IMF Warnings Could Dampen Small Biz Global Ambitions

11. April 2018.








Geopolitical volatility continues to rattle major markets like the U.S. and the U.K., but small businesses (SMBs) remain resiliently focused on expansion across borders.

The National Federation of Independent Business (NFIB) released a survey in February finding record highs in SMB optimism as more entrepreneurs agreed that now would be a good time to grow globally. The NFIB said its January stats were among the most promising in the 45 years the company has produced the index.

American Express similarly found SMBs’ global ambitions remain strong in its 2017 American Express Grow Global Survey released last October. The research found a positive correlation between small business export activity and growth in sales, with more than three-quarters of SMBs saying they expect revenue from sales coming outside the U.S. to continue to increase.

And in the U.K., a report from CitySprint published this week found 1.3 million small- and medium-sized enterprises will seek to grow globally in the next year, amounting to nearly a quarter of small businesses in the market. According to CitySprint, the findings demonstrate small businesses’ determination to grow despite Brexit-related volatility: Europe remains a top target for U.K.-exporting SMBs, the report found, for 78 percent of firms surveyed, with North America and Asia coming in second and third place, respectively.

“While overall SME confidence has dropped since 2015, it is great to see so many SMEs, especially those outside of London, showing no fear in the face of international opportunity,” reflected CitySprint Group CEO Patrick Gallagher in a statement.

Global Threat

Despite small business optimism in the U.S. and the U.K. about prospects abroad, the International Monetary Fund (IMF) has warned that corporates large and small face the possibility of a darker future on the global economic stage.

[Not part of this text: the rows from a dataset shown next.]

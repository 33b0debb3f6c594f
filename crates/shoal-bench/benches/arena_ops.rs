//! Criterion micro-benchmarks for single arena operations and containers.

use std::hint::black_box;

use criterion::{criterion_group, criterion_main, Criterion};
use shoal_alloc::{allocate_unique, make_arena_vec, ShortAlloc};
use shoal_arena::{Arena, LocalArena};
use shoal_bench::{strategy_config, BENCH_CAPACITY};
use shoal_core::{AllocationStrategy, ArenaConfig};

/// Benchmark: allocate + deallocate of one 64-byte block on an empty arena.
fn bench_alloc_free_pair(c: &mut Criterion) {
    let arena = Arena::new(strategy_config(AllocationStrategy::FirstFit)).unwrap();
    c.bench_function("alloc_free_64", |b| {
        b.iter(|| {
            let p = arena.allocate(black_box(64)).unwrap();
            unsafe { arena.deallocate(p.as_ptr()).unwrap() };
        });
    });

    let local = LocalArena::with_policy(strategy_config(AllocationStrategy::FirstFit)).unwrap();
    c.bench_function("alloc_free_64_single_threaded", |b| {
        b.iter(|| {
            let p = local.allocate(black_box(64)).unwrap();
            unsafe { local.deallocate(p.as_ptr()).unwrap() };
        });
    });
}

/// Benchmark: fill the arena with 256-byte blocks, then release all.
fn bench_fill_and_drain(c: &mut Criterion) {
    let arena = Arena::new(strategy_config(AllocationStrategy::FirstFit)).unwrap();
    let count = BENCH_CAPACITY / (256 + arena.header_size()) - 1;
    c.bench_function("fill_and_drain_256", |b| {
        b.iter(|| {
            let ptrs: Vec<_> = (0..count).map(|_| arena.allocate(256).unwrap()).collect();
            for p in ptrs {
                unsafe { arena.deallocate(p.as_ptr()).unwrap() };
            }
        });
    });
}

/// Benchmark: defragment after freeing every block without coalescing.
fn bench_defragment(c: &mut Criterion) {
    let config = ArenaConfig::new(BENCH_CAPACITY)
        .with_fill_patterns(false)
        .with_coalesce_on_free(false);
    let arena = Arena::new(config).unwrap();
    c.bench_function("defragment_1k_blocks", |b| {
        b.iter(|| {
            let ptrs: Vec<_> = (0..1000).map(|_| arena.allocate(128).unwrap()).collect();
            for p in ptrs {
                unsafe { arena.deallocate(p.as_ptr()).unwrap() };
            }
            black_box(arena.defragment());
        });
    });
}

/// Benchmark: push 1000 u64 into an arena-backed vector vs a heap vector.
fn bench_vec_push(c: &mut Criterion) {
    let arena = Arena::new(strategy_config(AllocationStrategy::FirstFit)).unwrap();
    c.bench_function("arena_vec_push_1000", |b| {
        b.iter(|| {
            let mut v = make_arena_vec::<u64, _>(&arena);
            for i in 0..1000 {
                v.push(black_box(i));
            }
            black_box(v.len());
        });
    });
    c.bench_function("heap_vec_push_1000", |b| {
        b.iter(|| {
            let mut v = Vec::new();
            for i in 0..1000u64 {
                v.push(black_box(i));
            }
            black_box(v.len());
        });
    });
}

/// Benchmark: box a small value in the arena and drop it.
fn bench_allocate_unique(c: &mut Criterion) {
    let arena = Arena::new(strategy_config(AllocationStrategy::FirstFit)).unwrap();
    let alloc = ShortAlloc::<[u64; 4]>::new(&arena);
    c.bench_function("allocate_unique_32", |b| {
        b.iter(|| {
            let boxed = allocate_unique(&alloc, black_box([1, 2, 3, 4])).unwrap();
            black_box(boxed[3]);
        });
    });
}

criterion_group!(
    benches,
    bench_alloc_free_pair,
    bench_fill_and_drain,
    bench_defragment,
    bench_vec_push,
    bench_allocate_unique
);
criterion_main!(benches);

“Yes, the current global picture is bright,” said IMF Managing Director Christine Lagarde in a speech made in Hong Kong on Wednesday (April 11), according to Bloomberg reports. “But we can see darker clouds looming.”

The global expansion of trade delivered a much-needed boost to jobs and developing markets, but rising protectionism could threaten current economic growth fueled by trade, rising investments and improved financial conditions — all of which, reports noted, have encouraged businesses to spend more.

“Increasing trade, removing barriers, encouraging this level playing field to which everybody should contribute has to be done collectively,” Lagarde told Bloomberg Television in an interview following the speech. “It can’t be by exceptional measures. It can’t be by unilateral threat.”

“The window of opportunity is open,” she added, highlighting the potential for countries to mitigate financial risks and promote “inclusive” growth. “Yet there is new urgency because uncertainties have significantly increased — from trade tensions, to rising financial and fiscal risks, to more uncertain geopolitics.”

Amid geopolitical risks like Brexit and the threat of a “trade war” between the U.S. and China, the Institute of International Finance (IIF) is also warning of another threat against the global economy: rising corporate debt.

According to reports in The Telegraph this week, the IIF found an increase of $21 trillion in global debts since 2016, hitting a record of $237 trillion.

“The global debt-to-GDP ratio has dipped 318 percent due to strong economic growth,” the publication wrote. “But if this growth spurt subsides, the debt burden could bring serious risks for the world economy.”

Reports cited the IMF’s Global Financial Stability Report, which warned of the particular risks of rising corporate debt on the global economy and the potential for more financing landing at riskier organizations.

“A period of high credit growth is more likely to be followed by a severe downturn or financial sector stress over the medium term if it is accompanied by an increase in the riskiness of credit allocation,” the report stated. “Thus, while policymakers should be alert to periods of rapid credit expansion or increasing riskiness of credit allocation, they should pay special attention when they take place together.”

The IMF issued recommendations to lenders to mitigate risks to avoid a potential economic downturn, rather than simply respond to one, as the financial services market did following the global financial crisis. That crisis, and the subsequent regulations on lenders, led to a reduction in small business lending, however. So, while small businesses remain optimistic today about international expansion, it is uncertain how easily SMBs will be able to access the financing they need to grow abroad amid rising concerns over debts and geopolitical volatility.